- [WHAT NEEDS TO BE DONE]:
Range to output from the entries below: the line containing "Set the role" through the line containing "pub fn set_login_flow_completed(&self, completed: bool)". Set it down exactly, ends included, nothing else.

- [SUPPLIED INFORMATION]:
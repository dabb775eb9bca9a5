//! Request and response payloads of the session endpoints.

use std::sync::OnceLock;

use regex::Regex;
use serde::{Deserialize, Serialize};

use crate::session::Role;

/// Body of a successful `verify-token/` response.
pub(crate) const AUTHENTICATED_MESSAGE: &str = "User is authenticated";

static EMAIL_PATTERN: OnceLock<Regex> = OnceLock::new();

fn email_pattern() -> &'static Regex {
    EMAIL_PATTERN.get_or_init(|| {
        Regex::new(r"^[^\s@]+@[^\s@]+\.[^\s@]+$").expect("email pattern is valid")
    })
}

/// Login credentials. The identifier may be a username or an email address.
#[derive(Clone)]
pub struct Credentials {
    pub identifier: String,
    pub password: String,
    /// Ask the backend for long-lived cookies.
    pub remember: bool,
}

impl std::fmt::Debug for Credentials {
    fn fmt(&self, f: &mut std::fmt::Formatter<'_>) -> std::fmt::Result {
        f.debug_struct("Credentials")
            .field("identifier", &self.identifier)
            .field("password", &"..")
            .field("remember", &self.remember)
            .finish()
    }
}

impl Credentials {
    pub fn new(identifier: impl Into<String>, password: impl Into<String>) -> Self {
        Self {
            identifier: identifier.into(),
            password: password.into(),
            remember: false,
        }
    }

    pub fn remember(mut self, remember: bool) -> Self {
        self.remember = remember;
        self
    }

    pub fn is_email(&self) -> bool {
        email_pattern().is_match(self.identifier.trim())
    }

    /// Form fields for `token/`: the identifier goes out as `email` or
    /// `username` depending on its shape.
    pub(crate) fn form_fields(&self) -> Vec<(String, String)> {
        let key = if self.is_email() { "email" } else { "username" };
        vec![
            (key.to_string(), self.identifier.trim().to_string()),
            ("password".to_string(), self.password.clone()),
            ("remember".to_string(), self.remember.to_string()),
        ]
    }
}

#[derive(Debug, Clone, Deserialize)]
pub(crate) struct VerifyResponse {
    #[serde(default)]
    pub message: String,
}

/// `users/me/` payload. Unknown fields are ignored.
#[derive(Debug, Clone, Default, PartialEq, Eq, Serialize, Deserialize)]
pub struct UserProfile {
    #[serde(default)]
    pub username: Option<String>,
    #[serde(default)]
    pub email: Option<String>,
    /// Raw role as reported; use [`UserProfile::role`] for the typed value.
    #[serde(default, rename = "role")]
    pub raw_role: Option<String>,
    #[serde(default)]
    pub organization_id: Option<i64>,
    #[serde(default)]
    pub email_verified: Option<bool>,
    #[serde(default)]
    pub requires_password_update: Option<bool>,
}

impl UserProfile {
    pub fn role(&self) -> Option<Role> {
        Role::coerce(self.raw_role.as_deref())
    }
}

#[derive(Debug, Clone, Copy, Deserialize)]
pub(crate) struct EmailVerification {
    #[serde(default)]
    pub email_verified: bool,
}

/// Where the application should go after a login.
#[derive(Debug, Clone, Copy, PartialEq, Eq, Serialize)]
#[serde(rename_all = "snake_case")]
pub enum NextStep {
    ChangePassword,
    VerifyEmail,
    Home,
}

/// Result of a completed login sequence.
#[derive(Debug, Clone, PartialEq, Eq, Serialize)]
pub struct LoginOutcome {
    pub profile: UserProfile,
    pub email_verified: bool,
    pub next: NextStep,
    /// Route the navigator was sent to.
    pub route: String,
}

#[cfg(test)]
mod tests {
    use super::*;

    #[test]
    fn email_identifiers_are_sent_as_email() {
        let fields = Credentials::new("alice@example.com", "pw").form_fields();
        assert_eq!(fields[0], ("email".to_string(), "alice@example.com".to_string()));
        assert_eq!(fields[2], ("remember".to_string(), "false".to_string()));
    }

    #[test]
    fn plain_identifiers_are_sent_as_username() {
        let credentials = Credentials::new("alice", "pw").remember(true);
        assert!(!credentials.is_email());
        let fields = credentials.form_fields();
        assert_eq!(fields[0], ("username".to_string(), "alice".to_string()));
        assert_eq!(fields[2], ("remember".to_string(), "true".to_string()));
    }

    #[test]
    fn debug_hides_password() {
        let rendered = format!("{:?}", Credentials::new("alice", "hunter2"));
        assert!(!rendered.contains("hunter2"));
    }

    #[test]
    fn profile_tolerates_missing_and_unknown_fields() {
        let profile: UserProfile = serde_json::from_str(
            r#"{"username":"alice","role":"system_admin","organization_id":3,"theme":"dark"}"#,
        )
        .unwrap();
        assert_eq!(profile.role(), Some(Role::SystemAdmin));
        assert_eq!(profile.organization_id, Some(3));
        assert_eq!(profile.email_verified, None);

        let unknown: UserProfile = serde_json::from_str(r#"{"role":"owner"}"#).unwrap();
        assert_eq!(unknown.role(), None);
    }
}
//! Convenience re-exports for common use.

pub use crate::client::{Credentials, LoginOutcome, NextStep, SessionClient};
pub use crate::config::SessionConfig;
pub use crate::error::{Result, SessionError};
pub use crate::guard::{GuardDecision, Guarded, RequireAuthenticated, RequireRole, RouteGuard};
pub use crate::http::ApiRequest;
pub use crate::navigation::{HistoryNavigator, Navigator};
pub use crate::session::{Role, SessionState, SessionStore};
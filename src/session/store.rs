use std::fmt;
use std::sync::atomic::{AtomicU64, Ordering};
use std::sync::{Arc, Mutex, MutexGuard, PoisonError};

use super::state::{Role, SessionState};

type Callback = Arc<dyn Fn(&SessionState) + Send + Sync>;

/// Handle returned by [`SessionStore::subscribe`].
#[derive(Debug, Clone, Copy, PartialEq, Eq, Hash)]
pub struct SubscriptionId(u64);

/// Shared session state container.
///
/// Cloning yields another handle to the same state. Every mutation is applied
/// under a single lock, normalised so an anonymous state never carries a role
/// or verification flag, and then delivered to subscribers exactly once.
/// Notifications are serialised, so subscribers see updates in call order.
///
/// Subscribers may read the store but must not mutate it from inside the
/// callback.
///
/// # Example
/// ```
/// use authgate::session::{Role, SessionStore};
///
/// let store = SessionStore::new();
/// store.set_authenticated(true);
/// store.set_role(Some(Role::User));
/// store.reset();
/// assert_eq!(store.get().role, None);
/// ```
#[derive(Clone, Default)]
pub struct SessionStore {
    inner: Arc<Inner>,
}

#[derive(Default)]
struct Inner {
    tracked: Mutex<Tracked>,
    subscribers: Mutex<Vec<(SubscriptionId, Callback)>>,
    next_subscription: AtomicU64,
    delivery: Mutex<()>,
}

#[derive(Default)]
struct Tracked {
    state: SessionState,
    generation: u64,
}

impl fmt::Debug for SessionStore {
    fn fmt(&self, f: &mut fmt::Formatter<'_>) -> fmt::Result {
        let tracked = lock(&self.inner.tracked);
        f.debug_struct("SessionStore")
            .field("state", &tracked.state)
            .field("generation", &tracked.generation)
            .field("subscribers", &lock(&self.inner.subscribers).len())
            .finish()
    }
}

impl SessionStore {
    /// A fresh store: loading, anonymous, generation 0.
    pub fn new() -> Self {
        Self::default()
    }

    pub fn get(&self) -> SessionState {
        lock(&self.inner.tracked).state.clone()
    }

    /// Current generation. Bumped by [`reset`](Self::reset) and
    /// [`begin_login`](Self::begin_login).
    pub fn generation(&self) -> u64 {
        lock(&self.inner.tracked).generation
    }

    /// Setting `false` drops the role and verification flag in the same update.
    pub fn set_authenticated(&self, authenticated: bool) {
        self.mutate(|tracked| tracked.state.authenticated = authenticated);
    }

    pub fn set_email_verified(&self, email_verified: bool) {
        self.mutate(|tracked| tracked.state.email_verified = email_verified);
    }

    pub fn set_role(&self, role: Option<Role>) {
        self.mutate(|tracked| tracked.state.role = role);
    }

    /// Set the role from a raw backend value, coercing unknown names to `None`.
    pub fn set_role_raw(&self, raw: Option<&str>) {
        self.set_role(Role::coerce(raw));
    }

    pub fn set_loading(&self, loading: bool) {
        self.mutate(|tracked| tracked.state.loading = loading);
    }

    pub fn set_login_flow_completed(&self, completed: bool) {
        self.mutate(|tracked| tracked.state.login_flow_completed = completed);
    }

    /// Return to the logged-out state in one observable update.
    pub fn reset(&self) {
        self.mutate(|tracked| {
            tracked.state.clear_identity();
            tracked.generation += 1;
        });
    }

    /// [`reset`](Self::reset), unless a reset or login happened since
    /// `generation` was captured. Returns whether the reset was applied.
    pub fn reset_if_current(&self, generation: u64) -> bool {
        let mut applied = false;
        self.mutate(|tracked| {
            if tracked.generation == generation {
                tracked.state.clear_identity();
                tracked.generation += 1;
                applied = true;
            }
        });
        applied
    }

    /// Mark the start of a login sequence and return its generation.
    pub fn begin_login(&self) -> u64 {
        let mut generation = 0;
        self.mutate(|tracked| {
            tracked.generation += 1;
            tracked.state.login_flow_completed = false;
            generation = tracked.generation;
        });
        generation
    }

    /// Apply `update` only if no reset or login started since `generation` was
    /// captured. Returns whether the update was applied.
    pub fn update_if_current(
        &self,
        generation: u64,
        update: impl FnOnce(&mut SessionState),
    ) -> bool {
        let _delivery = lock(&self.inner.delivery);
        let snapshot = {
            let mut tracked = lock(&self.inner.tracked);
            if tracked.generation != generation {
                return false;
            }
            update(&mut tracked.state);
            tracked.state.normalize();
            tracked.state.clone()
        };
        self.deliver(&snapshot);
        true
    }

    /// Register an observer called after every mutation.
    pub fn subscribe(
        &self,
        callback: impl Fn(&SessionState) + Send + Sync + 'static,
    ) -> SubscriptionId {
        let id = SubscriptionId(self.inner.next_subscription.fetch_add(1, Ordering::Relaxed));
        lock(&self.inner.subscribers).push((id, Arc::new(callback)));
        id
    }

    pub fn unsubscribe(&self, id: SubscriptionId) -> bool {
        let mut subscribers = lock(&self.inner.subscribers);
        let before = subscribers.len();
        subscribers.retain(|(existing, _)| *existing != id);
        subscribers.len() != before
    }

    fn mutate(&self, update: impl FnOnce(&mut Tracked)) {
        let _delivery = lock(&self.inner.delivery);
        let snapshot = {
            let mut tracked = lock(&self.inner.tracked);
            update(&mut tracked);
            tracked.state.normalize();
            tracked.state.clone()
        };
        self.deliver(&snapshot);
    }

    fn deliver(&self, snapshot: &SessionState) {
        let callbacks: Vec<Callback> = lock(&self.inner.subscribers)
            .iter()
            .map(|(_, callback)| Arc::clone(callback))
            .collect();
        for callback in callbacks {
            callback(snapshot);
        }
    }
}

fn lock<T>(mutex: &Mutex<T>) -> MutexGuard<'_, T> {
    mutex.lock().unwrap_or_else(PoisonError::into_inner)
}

- [COMPLETED EXERCISE]:
    /// Set the role from a raw backend value, coercing unknown names to `None`.
    pub fn set_role_raw(&self, raw: Option<&str>) {
        self.set_role(Role::coerce(raw));
    }

    pub fn set_loading(&self, loading: bool) {
        self.mutate(|tracked| tracked.state.loading = loading);
    }

    pub fn set_login_flow_completed(&self, completed: bool) {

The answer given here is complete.